ANTHONY BRAGDON, PLAINTIFF,
v.
MICHAEL MALONE, ET AL., DEFENDANTS.



The opinion of the court was delivered by: James Robertson United States District Judge

MEMORANDUM ORDER

Plaintiff Anthony Bragdon sues FBI agent Michael Malone and ten other unnamed FBI agents for violations of his constitutional rights under Bivens v. Six Unknown Agents, 403 U.S. 388 (1971). The complaint alleges a conspiracy to convict him using false evidence in deprivation of his rights under the Fourth, Fifth, Sixth, and Eighth Amendments. Because Malone is absolutely immune from suit based on his trial testimony in Bragdon's case, his motion to dismiss will be granted in part. The other part of Malone's motion, which seeks the protection of absolute immunity for his investigative work, must be denied.

Background

Bragdon was arrested in 1991 and charged with the rape of Coranda Farmer. On March 10, 1992 a jury found him guilty of assault with intent to rape while armed and possession of a firearm during a crime of violence. He was sentenced to 30 years in prison, 15 years for each of the two counts of conviction.

At Bragdon's trial, the prosecution introduced evidence from an FBI fiber analysis performed under Malone's supervision. Malone compared fibers scraped from the victim's panties and pants with samples collected from plaintiff's apartment, where the rape allegedly occurred. His examination included microscopic observation and color-testing using a microspectrophotometer. He did not perform a cross-sectional analysis, nor did he do other forms of destructive testing that are against FBI policy.
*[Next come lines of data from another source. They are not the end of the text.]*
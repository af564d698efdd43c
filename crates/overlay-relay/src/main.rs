//! Input overlay relay: entry point.
//!
//! This binary reads captured input events from an input source and relays
//! them over WebSocket to overlay subscribers.  Each subscriber picks the
//! categories it wants with `{"listen":"<Category>"}` and must echo every
//! heartbeat `{"type":"Ping","ping":N}` with `{"ping":N}` before the next one.
//!
//! # Usage
//!
//! ```text
//! input-overlay-relay [OPTIONS]
//!
//! Options:
//!   --config <PATH>          TOML config file
//!   --bind <IP>              Bind address [default: 0.0.0.0]
//!   --port <PORT>            Listener port [default: 5000]
//!   --ws-path <PATH>         WebSocket upgrade path [default: /ws]
//!   --heartbeat-ms <MS>      Heartbeat interval [default: 1000]
//!   --max-message-size <N>   Largest inbound message [default: 256]
//!   --outbound-queue <N>     Per-subscriber queue length [default: 64]
//!   --event-queue <N>        Producer queue length [default: 1024]
//!   --source <stdin|none>    Input source [default: stdin]
//! ```
//!
//! # Configuration precedence
//!
//! Built-in defaults, then the `--config` file, then flags and environment
//! variables.  CLI args take precedence over environment variables.
//!
//! | Variable               | Flag              |
//! |------------------------|-------------------|
//! | `OVERLAY_CONFIG`       | `--config`        |
//! | `OVERLAY_BIND`         | `--bind`          |
//! | `OVERLAY_PORT`         | `--port`          |
//! | `OVERLAY_WS_PATH`      | `--ws-path`       |
//! | `OVERLAY_HEARTBEAT_MS` | `--heartbeat-ms`  |
//! | `OVERLAY_SOURCE`       | `--source`        |

use std::path::PathBuf;
use std::sync::{
    atomic::{AtomicBool, Ordering},
    Arc,
};
use std::time::Duration;

use anyhow::Context;
use clap::Parser;
use tokio::time::timeout;
use tracing::{debug, info};
use tracing_subscriber::EnvFilter;

use overlay_relay::application::{event_channel, RelayState};
use overlay_relay::domain::{RelayConfig, RelayFileConfig, SourceKind};
use overlay_relay::infrastructure::{build_source, run_server};

/// How long shutdown waits for the broadcaster to drain queued events.
const DRAIN_GRACE: Duration = Duration::from_secs(1);

// ── CLI argument definitions ──────────────────────────────────────────────────

/// Input overlay relay.
///
/// Every flag is optional; unset flags fall back to the config file and then
/// to the built-in defaults.
#[derive(Debug, Parser)]
#[command(
    name = "input-overlay-relay",
    about = "Relays captured input events to WebSocket overlay subscribers",
    version
)]
struct Cli {
    /// TOML config file.  Every key in it is optional.
    #[arg(long, env = "OVERLAY_CONFIG")]
    config: Option<PathBuf>,

    /// IP address to bind the WebSocket server to.
    ///
    /// Use `0.0.0.0` to accept connections from any interface, or `127.0.0.1`
    /// to accept only local overlays.
    #[arg(long, env = "OVERLAY_BIND")]
    bind: Option<String>,

    /// TCP port for the WebSocket server.
    #[arg(long, env = "OVERLAY_PORT")]
    port: Option<u16>,

    /// Request path accepted for the WebSocket upgrade.
    #[arg(long, env = "OVERLAY_WS_PATH")]
    ws_path: Option<String>,

    /// Heartbeat interval in milliseconds.
    ///
    /// A subscriber that has not echoed the previous ping when the next one
    /// is due is disconnected.
    #[arg(long, env = "OVERLAY_HEARTBEAT_MS")]
    heartbeat_ms: Option<u64>,

    /// Largest inbound message accepted, in bytes.
    #[arg(long)]
    max_message_size: Option<usize>,

    /// Frames queued per subscriber before samples are dropped for it.
    #[arg(long)]
    outbound_queue: Option<usize>,

    /// Events queued between the input source and the broadcaster.
    #[arg(long)]
    event_queue: Option<usize>,

    /// Where events come from: `stdin` (JSON lines) or `none`.
    #[arg(long, env = "OVERLAY_SOURCE")]
    source: Option<SourceKind>,
}

impl Cli {
    /// Layers the config file (if any) and the CLI overrides into the final
    /// settings.
    ///
    /// # Errors
    ///
    /// Returns an error if the config file cannot be read or parsed, or if
    /// the merged settings are invalid.
    fn into_settings(self) -> anyhow::Result<(RelayConfig, SourceKind)> {
        let mut file = match &self.config {
            Some(path) => RelayFileConfig::load(path)
                .with_context(|| format!("failed to load config file {}", path.display()))?,
            None => RelayFileConfig::default(),
        };

        if let Some(bind) = self.bind {
            file.bind_address = bind;
        }
        if let Some(port) = self.port {
            file.port = port;
        }
        if let Some(ws_path) = self.ws_path {
            file.ws_path = ws_path;
        }
        if let Some(ms) = self.heartbeat_ms {
            file.heartbeat_interval_ms = ms;
        }
        if let Some(n) = self.max_message_size {
            file.max_message_size = n;
        }
        if let Some(n) = self.outbound_queue {
            file.outbound_queue_capacity = n;
        }
        if let Some(n) = self.event_queue {
            file.event_queue_capacity = n;
        }
        if let Some(source) = self.source {
            file.source = source;
        }

        let config = file
            .to_relay_config()
            .context("invalid relay configuration")?;
        Ok((config, file.source))
    }
}

// ── Entry point ───────────────────────────────────────────────────────────────

/// Program entry point.
///
/// # What happens at startup
///
/// 1. `tracing_subscriber` is initialised; `RUST_LOG` controls the level.
/// 2. CLI arguments and the optional config file are merged.
/// 3. The event queue and the broadcaster task are created.
/// 4. The input source is started on its own thread.
/// 5. A Ctrl+C handler clears the shared `running` flag.
/// 6. [`run_server`] accepts subscribers until the flag is cleared, then
///    closes every session.
/// 7. The input source is stopped and the broadcaster drains.
#[tokio::main]
async fn main() -> anyhow::Result<()> {
    // `EnvFilter::try_from_default_env()` reads the `RUST_LOG` environment
    // variable.  If it is absent or invalid, we fall back to `info` level.
    tracing_subscriber::fmt()
        .with_env_filter(
            EnvFilter::try_from_default_env().unwrap_or_else(|_| EnvFilter::new("info")),
        )
        .init();

    let (config, source_kind) = Cli::parse().into_settings()?;

    info!(
        "input overlay relay starting; ws={}{}, heartbeat={:?}, source={source_kind}",
        config.bind_addr, config.ws_path, config.heartbeat_interval
    );

    // ── Event pipeline ────────────────────────────────────────────────────────
    let state = RelayState::new();
    let (sink, events) = event_channel(config.event_queue_capacity);
    let broadcaster = tokio::spawn(state.broadcaster().run(events));

    let source = build_source(source_kind);
    source.start(sink).context("failed to start input source")?;

    // ── Graceful shutdown flag ────────────────────────────────────────────────
    let running = Arc::new(AtomicBool::new(true));
    let running_clone = Arc::clone(&running);
    tokio::spawn(async move {
        match tokio::signal::ctrl_c().await {
            Ok(()) => {
                info!("received Ctrl+C; initiating graceful shutdown");
                running_clone.store(false, Ordering::Relaxed);
            }
            Err(e) => {
                tracing::error!("failed to listen for Ctrl+C signal: {e}");
            }
        }
    });

    // ── Main server loop ──────────────────────────────────────────────────────
    let served = run_server(config, state, running).await;

    source.stop();
    match timeout(DRAIN_GRACE, broadcaster).await {
        Ok(_) => debug!("broadcaster drained"),
        // The stdin reader may still be blocked in `read`.
        Err(_) => debug!("input source still open; not waiting for broadcaster"),
    }

    served?;
    info!("input overlay relay stopped");
    Ok(())
}

// ── Tests ─────────────────────────────────────────────────────────────────────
Malone found that four beige nylon trilobal fibers found on the victim's clothing matched a sample from defendant's carpet. He also found red and beige nylon trilobal fibers that did not match the defendant's carpet. On October 29, 1991, Malone issued an official report of his findings. The report discussed the matching beige and non-matching red fibers. It did not mention the presence of the non-matching beige fibers on the victim's clothing. According to the amended complaint, the allegations of which are taken are true for purposes of this motion, evidence of the non-matching fibers was withheld from the prosecution and defense teams.*fn1 This report apparently ended Malone's involvement in the investigation. He later testified at plaintiff's trial.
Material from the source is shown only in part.